• _WHAT THE TASK ASKS_:
Please count every line of the following material that holds "return" and give the total alone.
══════════════════════════════
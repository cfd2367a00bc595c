use anyhow::{anyhow, Result};
use ratatui::widgets::TableState;
use timebudget_core::input::ENTRY_KEYS;
use timebudget_core::service::dto::{CategoryOverview, SubcategoryOverview, WeeklyOverview};
use timebudget_core::time::parse_entry_date;
use timebudget_core::usecase::overview::OverviewUseCase;
use timebudget_core::{parse_args, parse_duration};
use tracing::warn;
use uuid::Uuid;

use crate::context::{now, today, Context};

pub enum InputMode {
    Normal,
    Logging,
}

/// One visible row: a category header or an activity under it.
#[derive(Debug, Clone, Copy, PartialEq)]
pub enum Item {
    Category(usize),
    Activity(usize, usize),
}

pub struct App<'a> {
    pub ctx: &'a Context,
    pub overview: WeeklyOverview,
    pub items: Vec<Item>,
    pub state: TableState,
    pub input: String,
    pub input_mode: InputMode,
    pub cursor_position: usize,
    /// Feedback for the footer; cleared on the next key press.
    pub message: Option<String>,
}

impl<'a> App<'a> {
    pub fn new(ctx: &'a Context) -> Result<App<'a>> {
        let overview = load_overview(ctx)?;
        let items = flatten(&overview);
        let mut state = TableState::default();
        if !items.is_empty() {
            state.select(Some(0));
        }
        Ok(App {
            ctx,
            overview,
            items,
            state,
            input: String::new(),
            input_mode: InputMode::Normal,
            cursor_position: 0,
            message: None,
        })
    }

    pub fn next(&mut self) {
        if self.items.is_empty() { return; }

        let i = match self.state.selected() {
            Some(i) => {
                if i >= self.items.len() - 1 {
                    0
                } else {
                    i + 1
                }
            }
            None => 0,
        };
        self.state.select(Some(i));
    }

    pub fn previous(&mut self) {
        if self.items.is_empty() { return; }

        let i = match self.state.selected() {
            Some(i) => {
                if i == 0 {
                    self.items.len() - 1
                } else {
                    i - 1
                }
            }
            None => 0,
        };
        self.state.select(Some(i));
    }

    pub fn selected_item(&self) -> Option<Item> {
        self.state.selected().and_then(|i| self.items.get(i).copied())
    }

    pub fn selected_category(&self) -> Option<&CategoryOverview> {
        match self.selected_item()? {
            Item::Category(c) | Item::Activity(c, _) => self.overview.categories.get(c),
        }
    }

    pub fn selected_activity(&self) -> Option<(&CategoryOverview, &SubcategoryOverview)> {
        match self.selected_item()? {
            Item::Activity(c, s) => {
                let category = self.overview.categories.get(c)?;
                Some((category, category.subcategories.get(s)?))
            }
            Item::Category(_) => None,
        }
    }

    /// Move the selected row `delta` places among its siblings.
    pub fn move_selected(&mut self, delta: i64) {
        let result = match self.selected_item() {
            Some(Item::Category(c)) => {
                let id = self.overview.categories[c].id;
                self.ctx.budget.move_category(&id, delta).map(|_| id)
            }
            Some(Item::Activity(c, s)) => {
                let category = &self.overview.categories[c];
                let id = category.subcategories[s].id;
                self.ctx.budget.move_subcategory(&category.id, &id, delta).map(|_| id)
            }
            None => return,
        };
        match result {
            Ok(id) => {
                self.reload();
                self.select_id(&id);
            }
            Err(e) => self.report(e),
        }
    }

    /// Undo the most recent entry of the selected activity.
    pub fn delete_last(&mut self) {
        let Some((category, sub)) = self.selected_activity() else {
            self.message = Some("Select an activity first".to_string());
            return;
        };
        let label = format!("{}/{}", category.name, sub.name);
        let sub_id = sub.id;

        match self.ctx.tracking().delete_last(&sub_id, today()) {
            Ok(Some(entry)) => {
                self.message = Some(format!(
                    "Removed {} from {} ({})",
                    self.ctx.fmt(entry.hours),
                    label,
                    entry.date.format("%a %m-%d")
                ));
                self.reload();
            }
            Ok(None) => self.message = Some(format!("Nothing logged for {}", label)),
            Err(e) => self.report(e),
        }
    }

    pub fn reload(&mut self) {
        match load_overview(self.ctx) {
            Ok(overview) => {
                self.items = flatten(&overview);
                self.overview = overview;
            }
            Err(e) => {
                self.report(e);
                return;
            }
        }

        // Adjust selection after reload
        if self.items.is_empty() {
            self.state.select(None);
        } else if let Some(i) = self.state.selected() {
            if i >= self.items.len() {
                self.state.select(Some(self.items.len() - 1));
            }
        } else {
            self.state.select(Some(0));
        }
    }

    fn select_id(&mut self, id: &Uuid) {
        let found = self.items.iter().position(|item| match *item {
            Item::Category(c) => self.overview.categories[c].id == *id,
            Item::Activity(c, s) => self.overview.categories[c].subcategories[s].id == *id,
        });
        if found.is_some() {
            self.state.select(found);
        }
    }

    fn report(&mut self, err: anyhow::Error) {
        warn!(error = %err, "tui action failed");
        self.message = Some(format!("Error: {}", err));
    }

    pub fn enter_log_mode(&mut self) {
        if self.selected_activity().is_some() {
            self.input_mode = InputMode::Logging;
            self.input.clear();
            self.cursor_position = 0;
        } else {
            self.message = Some("Select an activity to log time".to_string());
        }
    }

    pub fn exit_input_mode(&mut self) {
        self.input_mode = InputMode::Normal;
    }

    pub fn input_char(&mut self, c: char) {
        let byte_index = self.input.chars().take(self.cursor_position).map(|c| c.len_utf8()).sum();
        self.input.insert(byte_index, c);
        self.cursor_position += 1;
    }

    pub fn delete_char(&mut self) {
        if self.cursor_position > 0 {
            let byte_index: usize = self.input.chars().take(self.cursor_position - 1).map(|c| c.len_utf8()).sum();
            self.input.remove(byte_index);
            self.cursor_position -= 1;
        }
    }

    pub fn move_cursor_left(&mut self) {
        if self.cursor_position > 0 {
            self.cursor_position -= 1;
        }
    }

    pub fn move_cursor_right(&mut self) {
        if self.cursor_position < self.input.chars().count() {
            self.cursor_position += 1;
        }
    }

    pub fn submit_command(&mut self) {
        if self.input.trim().is_empty() {
            self.exit_input_mode();
            return;
        }

        if let Err(e) = self.submit_log() {
            self.report(e);
        }

        self.input.clear();
        self.cursor_position = 0;
        self.exit_input_mode();
    }

    /// `<duration> [date:..] [note:..]` against the selected activity.
    fn submit_log(&mut self) -> Result<()> {
        let (category_id, sub_id, label) = match self.selected_activity() {
            Some((c, s)) => (c.id, s.id, format!("{}/{}", c.name, s.name)),
            None => return Err(anyhow!("No activity selected")),
        };

        let args: Vec<String> = self.input.split_whitespace().map(|s| s.to_string()).collect();
        let parsed = parse_args(&args, &ENTRY_KEYS)?;
        let duration = parsed
            .positional
            .first()
            .map(String::as_str)
            .or_else(|| parsed.get("hours"))
            .ok_or_else(|| anyhow!("Type a duration like 45m or 1h30m"))?;
        let hours = parse_duration(duration)?;

        let today = today();
        let date = match parsed.get("date") {
            Some(d) => parse_entry_date(d, today)?,
            None => today,
        };
        let note = parsed.get("note").map(str::to_string);

        let entry = self
            .ctx
            .tracking()
            .log_for(&category_id, &sub_id, hours, date, note, today)?;
        self.message = Some(format!("Logged {} to {}", self.ctx.fmt(entry.hours), label));
        self.reload();
        Ok(())
    }
}

fn load_overview(ctx: &Context) -> Result<WeeklyOverview> {
    OverviewUseCase::new(&ctx.budget, &ctx.entries).current_week(now())
}

/// Category headers each followed by their activities, in display order.
pub fn flatten(overview: &WeeklyOverview) -> Vec<Item> {
    let mut items = Vec::new();
    for (c, category) in overview.categories.iter().enumerate() {
        items.push(Item::Category(c));
        for s in 0..category.subcategories.len() {
            items.push(Item::Activity(c, s));
        }
    }
    items
}

#[cfg(test)]
mod tests {
    use super::*;
    use chrono::NaiveDate;
    use timebudget_core::{Category, Subcategory};

    #[test]
    fn test_flatten_interleaves_headers() {
        let mut work = Category::new("Work".to_string());
        work.subcategories.push(Subcategory::new("Coding".to_string(), 10.0, None));
        work.subcategories.push(Subcategory::new("Email".to_string(), 2.0, None));
        let home = Category::new("Home".to_string());

        let overview = WeeklyOverview {
            week_start: NaiveDate::from_ymd_opt(2024, 1, 1).unwrap(),
            week_progress: 0.5,
            total_budget: 12.0,
            total_used: 0.0,
            categories: vec![
                CategoryOverview::from_entity(&work, 0.5),
                CategoryOverview::from_entity(&home, 0.5),
            ],
        };

        assert_eq!(
            flatten(&overview),
            vec![
                Item::Category(0),
                Item::Activity(0, 0),
                Item::Activity(0, 1),
                Item::Category(1),
            ]
        );
    }
}
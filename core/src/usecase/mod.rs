pub mod history;
pub mod overview;
pub mod tracking;
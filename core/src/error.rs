use thiserror::Error;

#[derive(Debug, Error, PartialEq)]
pub enum BudgetError {
    #[error("Category not found: '{0}'")]
    CategoryNotFound(String),

    #[error("Activity not found: '{0}'")]
    SubcategoryNotFound(String),

    #[error("Time entry not found: '{0}'")]
    EntryNotFound(String),

    #[error("Name already in use: '{0}'")]
    DuplicateName(String),

    #[error("Name must not be empty")]
    EmptyName,

    #[error("'{query}' is ambiguous, matches {matches:?}")]
    Ambiguous { query: String, matches: Vec<String> },

    #[error("Budget must be a non-negative number of hours, got {0}")]
    InvalidBudget(f64),

    #[error("Logged time must be positive, got {0}")]
    InvalidHours(f64),
}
══════════════════════════════
• _OUTPUT_:
7